--- DATA FOR THIS EXERCISE ---
// tests/property_precedence.rs

mod common;
use crate::common::{init_tracing, GraphBuilder, Recorder};

use std::collections::BTreeSet;

use flowdag::Flow;
use proptest::prelude::*;

// Random DAGs: task N may only depend on tasks 0..N-1, which rules out cycles.
fn dag_strategy(max_tasks: usize) -> impl Strategy<Value = Vec<BTreeSet<usize>>> {
    (1..=max_tasks).prop_flat_map(|num_tasks| {
        proptest::collection::vec(
            proptest::collection::vec(any::<usize>(), 0..num_tasks),
            num_tasks,
        )
        .prop_map(|raw| {
            raw.into_iter()
                .enumerate()
                .map(|(i, picks)| {
                    if i == 0 {
                        BTreeSet::new()
                    } else {
                        picks.into_iter().map(|p| p % i).collect()
                    }
                })
                .collect()
        })
    })
}

proptest! {
    #![proptest_config(ProptestConfig::with_cases(48))]

    #[test]
    fn every_edge_is_respected(
        deps in dag_strategy(12),
        workers in 1..5usize,
    ) {
        init_tracing();

        let recorder = Recorder::new();
        let mut builder = GraphBuilder::new(&recorder);
        for i in 0..deps.len() {
            builder = builder.task(&format!("task_{i}"));
        }
        for (i, before) in deps.iter().enumerate() {
            for dep in before {
                builder = builder.edge(&format!("task_{dep}"), &format!("task_{i}"));
            }
        }

        let mut flow = Flow::new(workers).map_err(|e| TestCaseError::fail(e.to_string()))?;
        builder.build_into(flow.graph_mut());
        flow.wait_for_all().map_err(|e| TestCaseError::fail(e.to_string()))?;

        for i in 0..deps.len() {
            prop_assert_eq!(recorder.starts(&format!("task_{i}")), 1);
        }
        for (i, before) in deps.iter().enumerate() {
            for dep in before {
                recorder.assert_precedes(&format!("task_{dep}"), &format!("task_{i}"));
            }
        }
    }

    #[test]
    fn repeated_dispatch_of_random_dags_runs_each_once(
        graphs in proptest::collection::vec(dag_strategy(6), 1..4),
    ) {
        init_tracing();

        let recorder = Recorder::new();
        let mut flow = Flow::new(3).map_err(|e| TestCaseError::fail(e.to_string()))?;

        for (g, deps) in graphs.iter().enumerate() {
            let mut builder = GraphBuilder::new(&recorder);
            for i in 0..deps.len() {
                builder = builder.task(&format!("g{g}_t{i}"));
            }
            for (i, before) in deps.iter().enumerate() {
                for dep in before {
                    builder = builder.edge(&format!("g{g}_t{dep}"), &format!("g{g}_t{i}"));
                }
            }
            builder.build_into(flow.graph_mut());
            flow.silent_dispatch().map_err(|e| TestCaseError::fail(e.to_string()))?;
        }

        flow.wait_for_topologies().map_err(|e| TestCaseError::fail(e.to_string()))?;
        prop_assert_eq!(flow.num_topologies(), 0);

        for (g, deps) in graphs.iter().enumerate() {
            for i in 0..deps.len() {
                prop_assert_eq!(recorder.starts(&format!("g{g}_t{i}")), 1);
            }
        }
    }
}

--- THE PROBLEM ---
Could you retype all of the material word for word?

--- REPLY ---
// tests/property_precedence.rs

mod common;
use crate::common::{init_tracing, GraphBuilder, Recorder};

use std::collections::BTreeSet;

use flowdag::Flow;
use proptest::prelude::*;

// Random DAGs: task N may only depend on tasks 0..N-1, which rules out cycles.
fn dag_strategy(max_tasks: usize) -> impl Strategy<Value = Vec<BTreeSet<usize>>> {
    (1..=max_tasks).prop_flat_map(|num_tasks| {
        proptest::collection::vec(
            proptest::collection::vec(any::<usize>(), 0..num_tasks),
            num_tasks,
        )
        .prop_map(|raw| {
            raw.into_iter()
                .enumerate()
                .map(|(i, picks)| {
                    if i == 0 {
                        BTreeSet::new()
                    } else {
                        picks.into_iter().map(|p| p % i).collect()
                    }
                })
                .collect()
        })
    })
}

proptest! {
    #![proptest_config(ProptestConfig::with_cases(48))]

    #[test]
    fn every_edge_is_respected(
        deps in dag_strategy(12),
        workers in 1..5usize,
    ) {
        init_tracing();

        let recorder = Recorder::new();
        let mut builder = GraphBuilder::new(&recorder);
        for i in 0..deps.len() {
            builder = builder.task(&format!("task_{i}"));
        }
        for (i, before) in deps.iter().enumerate() {
            for dep in before {
                builder = builder.edge(&format!("task_{dep}"), &format!("task_{i}"));
            }
        }

        let mut flow = Flow::new(workers).map_err(|e| TestCaseError::fail(e.to_string()))?;
        builder.build_into(flow.graph_mut());
        flow.wait_for_all().map_err(|e| TestCaseError::fail(e.to_string()))?;

        for i in 0..deps.len() {
            prop_assert_eq!(recorder.starts(&format!("task_{i}")), 1);
        }
        for (i, before) in deps.iter().enumerate() {
            for dep in before {
                recorder.assert_precedes(&format!("task_{dep}"), &format!("task_{i}"));
            }
        }
    }

    #[test]
    fn repeated_dispatch_of_random_dags_runs_each_once(
        graphs in proptest::collection::vec(dag_strategy(6), 1..4),
    ) {
        init_tracing();

        let recorder = Recorder::new();
        let mut flow = Flow::new(3).map_err(|e| TestCaseError::fail(e.to_string()))?;

        for (g, deps) in graphs.iter().enumerate() {
            let mut builder = GraphBuilder::new(&recorder);
            for i in 0..deps.len() {
                builder = builder.task(&format!("g{g}_t{i}"));
            }
            for (i, before) in deps.iter().enumerate() {
                for dep in before {
                    builder = builder.edge(&format!("g{g}_t{dep}"), &format!("g{g}_t{i}"));
                }
            }
            builder.build_into(flow.graph_mut());
            flow.silent_dispatch().map_err(|e| TestCaseError::fail(e.to_string()))?;
        }

        flow.wait_for_topologies().map_err(|e| TestCaseError::fail(e.to_string()))?;
        prop_assert_eq!(flow.num_topologies(), 0);

        for (g, deps) in graphs.iter().enumerate() {
            for i in 0..deps.len() {
                prop_assert_eq!(recorder.starts(&format!("g{g}_t{i}")), 1);
            }
        }
    }
}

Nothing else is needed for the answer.